Directions: Please filter the listing below and copy out the lines that hold "MarketDetails".

****

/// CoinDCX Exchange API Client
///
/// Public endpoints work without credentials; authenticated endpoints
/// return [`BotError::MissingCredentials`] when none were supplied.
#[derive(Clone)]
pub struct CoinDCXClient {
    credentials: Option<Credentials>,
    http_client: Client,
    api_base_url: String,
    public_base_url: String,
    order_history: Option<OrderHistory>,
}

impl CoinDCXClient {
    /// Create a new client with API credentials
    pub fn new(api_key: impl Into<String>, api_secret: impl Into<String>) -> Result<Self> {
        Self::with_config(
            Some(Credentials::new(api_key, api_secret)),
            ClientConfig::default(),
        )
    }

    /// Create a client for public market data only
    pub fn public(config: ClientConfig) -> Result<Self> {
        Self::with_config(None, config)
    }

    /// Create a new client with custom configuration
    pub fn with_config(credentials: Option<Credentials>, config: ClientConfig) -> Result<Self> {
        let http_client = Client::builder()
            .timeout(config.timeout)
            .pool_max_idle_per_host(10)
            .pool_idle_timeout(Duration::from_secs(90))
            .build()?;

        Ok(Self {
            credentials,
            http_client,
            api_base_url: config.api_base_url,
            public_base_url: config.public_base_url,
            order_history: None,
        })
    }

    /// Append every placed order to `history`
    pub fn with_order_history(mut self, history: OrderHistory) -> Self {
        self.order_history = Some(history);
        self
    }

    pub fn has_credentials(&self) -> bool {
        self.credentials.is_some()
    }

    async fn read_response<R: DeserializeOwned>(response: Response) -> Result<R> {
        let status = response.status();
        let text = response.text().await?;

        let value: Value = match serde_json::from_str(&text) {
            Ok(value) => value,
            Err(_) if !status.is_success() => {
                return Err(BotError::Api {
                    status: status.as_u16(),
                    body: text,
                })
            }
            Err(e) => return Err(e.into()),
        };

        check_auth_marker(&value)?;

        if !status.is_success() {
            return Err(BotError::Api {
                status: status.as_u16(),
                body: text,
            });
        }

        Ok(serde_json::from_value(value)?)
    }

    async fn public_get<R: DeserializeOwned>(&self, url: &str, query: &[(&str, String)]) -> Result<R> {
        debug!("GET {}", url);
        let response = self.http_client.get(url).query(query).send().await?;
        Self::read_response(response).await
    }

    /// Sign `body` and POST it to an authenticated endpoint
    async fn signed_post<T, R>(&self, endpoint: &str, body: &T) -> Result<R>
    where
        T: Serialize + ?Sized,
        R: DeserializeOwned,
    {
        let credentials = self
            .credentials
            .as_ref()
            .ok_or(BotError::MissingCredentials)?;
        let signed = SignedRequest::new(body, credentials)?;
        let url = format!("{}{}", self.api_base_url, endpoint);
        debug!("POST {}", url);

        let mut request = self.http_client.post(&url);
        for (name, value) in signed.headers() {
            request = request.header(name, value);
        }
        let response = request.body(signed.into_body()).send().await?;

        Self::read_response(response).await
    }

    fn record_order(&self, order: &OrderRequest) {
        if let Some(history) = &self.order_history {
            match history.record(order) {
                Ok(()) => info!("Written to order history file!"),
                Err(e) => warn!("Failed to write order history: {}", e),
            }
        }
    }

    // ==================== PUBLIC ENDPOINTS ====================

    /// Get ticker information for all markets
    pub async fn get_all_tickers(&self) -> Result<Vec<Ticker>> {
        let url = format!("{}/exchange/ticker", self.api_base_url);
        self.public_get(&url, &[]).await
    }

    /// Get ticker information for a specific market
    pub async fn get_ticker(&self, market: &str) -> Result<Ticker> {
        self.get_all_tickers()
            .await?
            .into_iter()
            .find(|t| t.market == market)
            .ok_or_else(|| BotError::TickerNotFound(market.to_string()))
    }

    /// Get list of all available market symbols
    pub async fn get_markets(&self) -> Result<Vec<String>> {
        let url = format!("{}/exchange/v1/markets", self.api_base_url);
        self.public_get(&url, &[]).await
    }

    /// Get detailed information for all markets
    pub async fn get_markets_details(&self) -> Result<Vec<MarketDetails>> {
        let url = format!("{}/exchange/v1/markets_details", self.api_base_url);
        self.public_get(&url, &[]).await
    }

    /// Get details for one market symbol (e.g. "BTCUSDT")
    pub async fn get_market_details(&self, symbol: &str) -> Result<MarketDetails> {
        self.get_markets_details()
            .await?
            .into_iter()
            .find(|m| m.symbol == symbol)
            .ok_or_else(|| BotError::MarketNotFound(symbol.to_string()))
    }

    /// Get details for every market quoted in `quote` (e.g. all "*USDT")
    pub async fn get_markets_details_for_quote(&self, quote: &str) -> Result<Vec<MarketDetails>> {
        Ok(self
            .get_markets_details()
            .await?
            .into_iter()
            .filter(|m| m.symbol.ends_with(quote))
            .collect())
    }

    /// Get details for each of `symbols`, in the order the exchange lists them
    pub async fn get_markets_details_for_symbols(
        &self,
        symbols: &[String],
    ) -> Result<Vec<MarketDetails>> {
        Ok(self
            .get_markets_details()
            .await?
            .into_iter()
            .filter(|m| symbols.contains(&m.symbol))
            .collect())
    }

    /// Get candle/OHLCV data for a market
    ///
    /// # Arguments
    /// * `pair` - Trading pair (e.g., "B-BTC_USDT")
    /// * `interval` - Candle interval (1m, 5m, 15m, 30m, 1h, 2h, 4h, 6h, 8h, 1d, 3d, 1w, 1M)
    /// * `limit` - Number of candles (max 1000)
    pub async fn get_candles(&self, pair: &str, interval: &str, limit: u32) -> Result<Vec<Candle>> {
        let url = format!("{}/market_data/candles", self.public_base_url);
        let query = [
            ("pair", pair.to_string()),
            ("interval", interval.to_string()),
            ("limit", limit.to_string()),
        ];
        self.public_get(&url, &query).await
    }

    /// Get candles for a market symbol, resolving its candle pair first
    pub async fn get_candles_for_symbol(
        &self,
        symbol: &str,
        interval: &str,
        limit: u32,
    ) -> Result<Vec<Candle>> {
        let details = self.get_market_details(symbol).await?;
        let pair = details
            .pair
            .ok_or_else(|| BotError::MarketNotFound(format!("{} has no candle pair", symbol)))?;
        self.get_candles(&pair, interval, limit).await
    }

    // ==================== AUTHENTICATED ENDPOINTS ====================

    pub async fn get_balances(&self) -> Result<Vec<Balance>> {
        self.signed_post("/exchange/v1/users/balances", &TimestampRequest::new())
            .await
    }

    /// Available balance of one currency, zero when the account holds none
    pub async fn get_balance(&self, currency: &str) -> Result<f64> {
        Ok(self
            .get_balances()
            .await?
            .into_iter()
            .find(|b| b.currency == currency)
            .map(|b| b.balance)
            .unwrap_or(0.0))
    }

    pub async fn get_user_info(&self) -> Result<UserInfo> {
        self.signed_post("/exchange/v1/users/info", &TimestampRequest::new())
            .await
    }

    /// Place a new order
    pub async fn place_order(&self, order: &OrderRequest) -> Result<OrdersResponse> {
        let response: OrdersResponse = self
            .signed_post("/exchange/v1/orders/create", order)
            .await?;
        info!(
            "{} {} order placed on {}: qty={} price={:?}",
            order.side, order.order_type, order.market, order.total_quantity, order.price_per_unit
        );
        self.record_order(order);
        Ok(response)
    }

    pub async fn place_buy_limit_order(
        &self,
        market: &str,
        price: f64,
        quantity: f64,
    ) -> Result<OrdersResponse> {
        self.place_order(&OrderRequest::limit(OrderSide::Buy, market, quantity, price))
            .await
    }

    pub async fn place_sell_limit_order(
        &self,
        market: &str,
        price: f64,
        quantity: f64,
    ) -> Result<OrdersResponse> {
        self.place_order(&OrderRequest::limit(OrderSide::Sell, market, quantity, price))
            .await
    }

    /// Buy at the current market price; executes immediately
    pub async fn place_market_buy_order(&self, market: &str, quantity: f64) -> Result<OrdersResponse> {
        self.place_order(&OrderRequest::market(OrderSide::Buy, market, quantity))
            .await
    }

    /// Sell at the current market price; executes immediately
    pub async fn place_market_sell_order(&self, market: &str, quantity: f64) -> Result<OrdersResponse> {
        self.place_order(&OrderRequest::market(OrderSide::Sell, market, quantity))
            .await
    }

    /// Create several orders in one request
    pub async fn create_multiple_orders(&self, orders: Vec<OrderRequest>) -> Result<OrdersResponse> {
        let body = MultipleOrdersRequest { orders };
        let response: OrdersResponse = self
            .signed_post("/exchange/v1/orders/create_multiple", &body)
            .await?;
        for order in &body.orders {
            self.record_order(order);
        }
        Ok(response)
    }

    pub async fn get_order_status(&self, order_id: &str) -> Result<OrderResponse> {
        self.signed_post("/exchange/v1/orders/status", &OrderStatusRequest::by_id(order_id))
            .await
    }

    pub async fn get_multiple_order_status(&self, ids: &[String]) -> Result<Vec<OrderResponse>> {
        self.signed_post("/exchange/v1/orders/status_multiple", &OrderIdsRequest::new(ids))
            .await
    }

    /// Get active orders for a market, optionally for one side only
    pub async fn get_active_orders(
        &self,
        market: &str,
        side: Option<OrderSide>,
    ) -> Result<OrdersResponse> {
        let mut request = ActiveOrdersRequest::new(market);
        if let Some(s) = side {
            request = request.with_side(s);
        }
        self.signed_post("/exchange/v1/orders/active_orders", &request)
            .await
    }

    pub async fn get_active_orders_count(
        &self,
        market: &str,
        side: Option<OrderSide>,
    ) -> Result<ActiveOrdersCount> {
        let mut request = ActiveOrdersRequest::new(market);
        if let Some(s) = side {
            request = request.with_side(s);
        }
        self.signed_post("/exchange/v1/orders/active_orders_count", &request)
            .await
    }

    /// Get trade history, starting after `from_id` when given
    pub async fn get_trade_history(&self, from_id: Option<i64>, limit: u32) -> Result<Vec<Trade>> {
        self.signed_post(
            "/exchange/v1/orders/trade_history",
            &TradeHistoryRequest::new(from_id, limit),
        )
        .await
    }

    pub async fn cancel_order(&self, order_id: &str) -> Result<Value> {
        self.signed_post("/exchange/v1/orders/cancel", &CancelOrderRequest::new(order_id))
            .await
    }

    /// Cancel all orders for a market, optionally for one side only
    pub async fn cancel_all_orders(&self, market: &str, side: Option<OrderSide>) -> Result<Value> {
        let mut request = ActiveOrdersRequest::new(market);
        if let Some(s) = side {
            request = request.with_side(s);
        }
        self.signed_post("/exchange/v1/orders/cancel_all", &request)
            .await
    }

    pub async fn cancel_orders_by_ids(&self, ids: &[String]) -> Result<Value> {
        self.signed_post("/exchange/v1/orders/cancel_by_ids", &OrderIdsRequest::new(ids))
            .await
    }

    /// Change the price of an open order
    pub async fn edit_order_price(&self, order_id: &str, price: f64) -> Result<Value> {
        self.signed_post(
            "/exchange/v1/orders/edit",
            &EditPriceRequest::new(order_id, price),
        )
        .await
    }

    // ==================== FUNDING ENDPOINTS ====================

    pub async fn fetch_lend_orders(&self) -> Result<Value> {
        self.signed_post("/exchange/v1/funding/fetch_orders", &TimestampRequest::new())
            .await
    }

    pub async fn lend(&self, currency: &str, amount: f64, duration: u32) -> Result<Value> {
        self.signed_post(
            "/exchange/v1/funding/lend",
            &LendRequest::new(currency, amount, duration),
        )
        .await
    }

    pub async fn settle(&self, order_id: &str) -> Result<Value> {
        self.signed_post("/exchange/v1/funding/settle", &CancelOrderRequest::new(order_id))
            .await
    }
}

****

Task answer:
    pub async fn get_markets_details(&self) -> Result<Vec<MarketDetails>> {
    pub async fn get_market_details(&self, symbol: &str) -> Result<MarketDetails> {
    pub async fn get_markets_details_for_quote(&self, quote: &str) -> Result<Vec<MarketDetails>> {
    ) -> Result<Vec<MarketDetails>> {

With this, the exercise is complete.